[ENTRIES PROVIDED Boundary: Start]

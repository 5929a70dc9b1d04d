//! Field name grammar.
//!
//! - `applicant_name` -- top-level scalar.
//! - `languages[]` -- top-level multi checkbox group.
//! - `sibling[2][name]` -- field `name` of the second `sibling` item.
//! - `sibling[#][name]` -- same, inside a template (index not yet assigned).
//! - `sibling[2][hobbies][]` -- multi checkbox group inside an item.
//!
//! Group and field segments are word characters (`[A-Za-z0-9_]`). Indices in
//! names are 1-based.

/// Suffix marking a multi checkbox group.
pub const MULTI_MARKER: &str = "[]";

/// Index placeholder used in templates.
pub const INDEX_PLACEHOLDER: &str = "#";

/// Index component of an indexed field name.
#[derive(Debug, Clone, Copy, PartialEq, Eq)]
pub enum IndexPart {
    Placeholder,
    /// 1-based position.
    Position(usize),
}

/// Parsed field name.
#[derive(Debug, Clone, Copy, PartialEq, Eq)]
pub enum FieldName<'a> {
    Plain {
        name: &'a str,
        multi: bool,
    },
    Indexed {
        group: &'a str,
        index: IndexPart,
        field: &'a str,
        multi: bool,
    },
}

fn is_word(s: &str) -> bool {
    !s.is_empty() && s.chars().all(|c| c.is_ascii_alphanumeric() || c == '_')
}

impl<'a> FieldName<'a> {
    /// Parse a raw field name. Returns `None` if it fits neither shape.
    pub fn parse(raw: &'a str) -> Option<Self> {
        let (base, multi) = match raw.strip_suffix(MULTI_MARKER) {
            Some(base) => (base, true),
            None => (raw, false),
        };

        let Some(open) = base.find('[') else {
            return is_word(base).then_some(Self::Plain { name: base, multi });
        };

        let group = &base[..open];
        let rest = base[open..].strip_prefix('[')?.strip_suffix(']')?;
        let (index, field) = rest.split_once("][")?;

        if !is_word(group) || !is_word(field) {
            return None;
        }

        let index = if index == INDEX_PLACEHOLDER {
            IndexPart::Placeholder
        } else if !index.is_empty() && index.chars().all(|c| c.is_ascii_digit()) {
            match index.parse::<usize>().ok()? {
                0 => return None,
                n => IndexPart::Position(n),
            }
        } else {
            return None;
        };

        Some(Self::Indexed {
            group,
            index,
            field,
            multi,
        })
    }

    pub fn is_multi(&self) -> bool {
        match self {
            Self::Plain { multi, .. } | Self::Indexed { multi, .. } => *multi,
        }
    }

    /// Group this name belongs to, if indexed.
    pub fn group(&self) -> Option<&'a str> {
        match self {
            Self::Indexed { group, .. } => Some(group),
            Self::Plain { .. } => None,
        }
    }
}

/// Render an indexed name at the given 1-based position.
pub fn indexed_name(group: &str, position: usize, field: &str, multi: bool) -> String {
    let marker = if multi { MULTI_MARKER } else { "" };
    format!("{group}[{position}][{field}]{marker}")
}

/// Rewrite the index component of `raw` to `position`.
///
/// Names that are not indexed are returned unchanged.
pub fn with_position(raw: &str, position: usize) -> String {
    match FieldName::parse(raw) {
        Some(FieldName::Indexed {
            group,
            field,
            multi,
            ..
        }) => indexed_name(group, position, field, multi),
        _ => raw.to_string(),
    }
}

/// Turn `text` into a renumbering pattern by marking where the index goes.
///
/// Text that already carries the `#` placeholder is its own pattern.
/// Otherwise the last digit run equal to `current` (or, when `current` is
/// `None`, the last digit run at all) is replaced by `#`.
/// Returns `None` if the text does not embed an index.
pub fn index_pattern(text: &str, current: Option<usize>) -> Option<String> {
    if text.contains(INDEX_PLACEHOLDER) {
        return Some(text.to_string());
    }

    let bytes = text.as_bytes();
    let mut runs = Vec::new();
    let mut start = 0;
    while start < bytes.len() {
        if !bytes[start].is_ascii_digit() {
            start += 1;
            continue;
        }
        let mut end = start;
        while end < bytes.len() && bytes[end].is_ascii_digit() {
            end += 1;
        }
        runs.push((start, end));
        start = end;
    }

    // The index is the trailing run that matches, so `address1-line-1`
    // keeps its `address1` prefix.
    let (start, end) = runs.into_iter().rev().find(|&(start, end)| match current {
        Some(n) => text[start..end].parse::<usize>().ok() == Some(n),
        None => true,
    })?;
    Some(format!("{}{INDEX_PLACEHOLDER}{}", &text[..start], &text[end..]))
}

/// Fill a pattern produced by [`index_pattern`].
pub fn fill_pattern(pattern: &str, position: usize) -> String {
    pattern.replace(INDEX_PLACEHOLDER, &position.to_string())
}
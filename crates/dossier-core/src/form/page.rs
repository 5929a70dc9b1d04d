//! One section page: document, repeatable groups and visibility rules.

use tracing::{debug, info};

use dossier_types::error::ValidationError;
use dossier_types::record::SectionRecord;
use dossier_types::section::SectionKey;

use super::codec;
use super::groups::{questionnaire_groups, GroupSpec, ItemHandle, RepeatableGroups};
use super::validate;
use super::visibility::{
    DelegatedRule, Outcome, Predicate, SectionToggle, SideEffect, VisibilityEngine, VisibilityRule,
};
use crate::document::{Document, InputKind, NodeId, Selector};

/// Static wiring of a section page.
#[derive(Debug, Clone, Default)]
pub struct PageLayout {
    pub groups: Vec<GroupSpec>,
    pub rules: Vec<VisibilityRule>,
    pub delegated: Vec<DelegatedRule>,
}

impl PageLayout {
    /// Wiring shared by every questionnaire section. Parts that are not on a
    /// given page are skipped at setup.
    pub fn questionnaire() -> Self {
        let mut prev_marriage = VisibilityRule::new(
            Selector::id("prev-marriage-applicable"),
            Selector::id("prev-marriage-container"),
            Predicate::Checked,
        )
        .with_side_effect(SideEffect::Region(Selector::id("add-prev-marriage")));
        if let Some(children) = SectionKey::new("prev_children") {
            prev_marriage = prev_marriage.with_side_effect(SideEffect::Section(children));
        }

        Self {
            groups: questionnaire_groups(),
            rules: vec![
                VisibilityRule::new(
                    Selector::id("ns-applicable"),
                    Selector::id("ns-details-container"),
                    Predicate::Checked,
                ),
                prev_marriage,
            ],
            delegated: vec![DelegatedRule {
                container: Selector::id("prev-children-container"),
                group: "prev_child".to_string(),
                field: "employed".to_string(),
                region: Selector::class("employment-details"),
                predicate: Predicate::Equals("yes".to_string()),
            }],
        }
    }
}

/// Result of clicking a node on the page.
#[derive(Debug, Clone, PartialEq, Eq)]
pub enum Click {
    Added(ItemHandle),
    Removed(ItemHandle),
    /// Remove refused or nothing wired to the node.
    Ignored,
}

/// A live section page.
#[derive(Debug, Clone)]
pub struct SectionPage {
    key: SectionKey,
    path: String,
    doc: Document,
    scope: NodeId,
    layout: PageLayout,
    groups: RepeatableGroups,
    visibility: VisibilityEngine,
    section_toggles: Vec<SectionToggle>,
}

impl SectionPage {
    /// Wire up a loaded section document.
    ///
    /// Returns `None` when `path` is not a section resource.
    pub fn setup(path: &str, mut doc: Document, layout: PageLayout) -> Option<Self> {
        let key = SectionKey::from_path(path)?;
        let scope = doc
            .get_by_id(&format!("section-{}", key.as_str().replace('_', "-")))
            .unwrap_or_else(|| doc.root());

        let root = doc.root();

        let groups = RepeatableGroups::setup(&mut doc, &layout.groups);
        let mut visibility = VisibilityEngine::new();
        let mut outcome = Outcome::default();
        for rule in &layout.rules {
            if let Some(initial) = visibility.bind(&mut doc, root, rule) {
                outcome.extend(initial);
            }
        }
        for rule in &layout.delegated {
            if let Some(initial) = visibility.bind_delegated(&mut doc, rule) {
                outcome.extend(initial);
            }
        }
        codec::sync_required(&mut doc, root);

        info!(section = %key, groups = groups.names().count(), rules = visibility.binding_count(), "section page ready");

        Some(Self {
            key,
            path: path.to_string(),
            doc,
            scope,
            layout,
            groups,
            visibility,
            section_toggles: outcome.sections,
        })
    }

    pub fn key(&self) -> &SectionKey {
        &self.key
    }

    pub fn path(&self) -> &str {
        &self.path
    }

    pub fn document(&self) -> &Document {
        &self.doc
    }

    pub fn groups(&self) -> &RepeatableGroups {
        &self.groups
    }

    pub fn visibility(&self) -> &VisibilityEngine {
        &self.visibility
    }

    /// Current state of this section.
    pub fn collect(&self) -> SectionRecord {
        codec::collect(&self.doc, self.scope)
    }

    /// Apply saved state: grow groups, assign every field, then notify each
    /// assigned field once. Returns the number of assigned fields.
    pub fn populate(&mut self, record: &SectionRecord) -> usize {
        if record.is_empty() {
            debug!(section = %self.key, "nothing to populate");
            return 0;
        }

        let mut outcome = Outcome::default();
        for (group, count) in codec::group_counts(record) {
            match self.groups.ensure_count(&mut self.doc, group, count) {
                Ok(added) => {
                    for handle in added {
                        outcome.extend(self.visibility.bind_scope(
                            &mut self.doc,
                            handle.node,
                            &self.layout.rules,
                        ));
                    }
                }
                Err(err) => debug!(section = %self.key, error = %err, "skipping group"),
            }
        }

        let assigned = codec::assign(&mut self.doc, self.scope, record);
        for &id in &assigned {
            outcome.extend(self.visibility.on_change(&mut self.doc, id));
        }
        outcome.extend(self.visibility.refresh(&mut self.doc));
        let root = self.doc.root();
        codec::sync_required(&mut self.doc, root);

        self.section_toggles.extend(outcome.sections);
        debug!(section = %self.key, fields = assigned.len(), "populated section");
        assigned.len()
    }

    /// First field named `name`, if any.
    pub fn field_by_name(&self, name: &str) -> Option<NodeId> {
        self.doc.select_first(self.doc.root(), &Selector::name(name))
    }

    /// User edit of a text-like field.
    pub fn set_value(&mut self, node: NodeId, value: impl Into<String>) -> bool {
        let Some(field) = self.doc.field_mut(node) else {
            return false;
        };
        field.value = value.into();
        self.changed(node);
        true
    }

    /// User toggle of a checkbox or selection of a radio.
    pub fn set_checked(&mut self, node: NodeId, checked: bool) -> bool {
        let Some(field) = self.doc.field(node) else {
            return false;
        };
        if field.kind == InputKind::Radio && checked {
            let name = field.name.clone();
            for other in self.doc.radio_group(self.doc.root(), &name) {
                if let Some(radio) = self.doc.field_mut(other) {
                    radio.checked = false;
                }
            }
        }
        if let Some(field) = self.doc.field_mut(node) {
            field.checked = checked;
        }
        self.changed(node);
        true
    }

    /// Click on an add or remove control.
    pub fn click(&mut self, node: NodeId) -> Click {
        if let Some(group) = self.groups.group_for_add_button(node).map(str::to_string) {
            return match self.groups.add_item(&mut self.doc, &group) {
                Ok(handle) => {
                    let outcome =
                        self.visibility
                            .bind_scope(&mut self.doc, handle.node, &self.layout.rules);
                    self.section_toggles.extend(outcome.sections);
                    Click::Added(handle)
                }
                Err(err) => {
                    debug!(error = %err, "add control without group");
                    Click::Ignored
                }
            };
        }
        if let Some(handle) = self.groups.item_for_remove_button(&self.doc, node) {
            if self.groups.remove_item(&mut self.doc, &handle) {
                self.visibility.prune(&self.doc);
                return Click::Removed(handle);
            }
        }
        Click::Ignored
    }

    /// Section visibility requests raised since the last call.
    pub fn take_section_toggles(&mut self) -> Vec<SectionToggle> {
        std::mem::take(&mut self.section_toggles)
    }

    /// Check required fields, focusing the first empty one.
    pub fn validate(&mut self) -> Result<(), ValidationError> {
        validate::validate(&mut self.doc, self.scope)
    }

    fn changed(&mut self, node: NodeId) {
        let outcome = self.visibility.on_change(&mut self.doc, node);
        self.section_toggles.extend(outcome.sections);
    }
}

[ENTRIES PROVIDED Boundary: End]

Could you set down, word for word, only the lines above from the line with "loaded section document." to the line with "then notify each", including both?

    /// Wire up a loaded section document.
    ///
    /// Returns `None` when `path` is not a section resource.
    pub fn setup(path: &str, mut doc: Document, layout: PageLayout) -> Option<Self> {
        let key = SectionKey::from_path(path)?;
        let scope = doc
            .get_by_id(&format!("section-{}", key.as_str().replace('_', "-")))
            .unwrap_or_else(|| doc.root());

        let root = doc.root();

        let groups = RepeatableGroups::setup(&mut doc, &layout.groups);
        let mut visibility = VisibilityEngine::new();
        let mut outcome = Outcome::default();
        for rule in &layout.rules {
            if let Some(initial) = visibility.bind(&mut doc, root, rule) {
                outcome.extend(initial);
            }
        }
        for rule in &layout.delegated {
            if let Some(initial) = visibility.bind_delegated(&mut doc, rule) {
                outcome.extend(initial);
            }
        }
        codec::sync_required(&mut doc, root);

        info!(section = %key, groups = groups.names().count(), rules = visibility.binding_count(), "section page ready");

        Some(Self {
            key,
            path: path.to_string(),
            doc,
            scope,
            layout,
            groups,
            visibility,
            section_toggles: outcome.sections,
        })
    }

    pub fn key(&self) -> &SectionKey {
        &self.key
    }

    pub fn path(&self) -> &str {
        &self.path
    }

    pub fn document(&self) -> &Document {
        &self.doc
    }

    pub fn groups(&self) -> &RepeatableGroups {
        &self.groups
    }

    pub fn visibility(&self) -> &VisibilityEngine {
        &self.visibility
    }

    /// Current state of this section.
    pub fn collect(&self) -> SectionRecord {
        codec::collect(&self.doc, self.scope)
    }

    /// Apply saved state: grow groups, assign every field, then notify each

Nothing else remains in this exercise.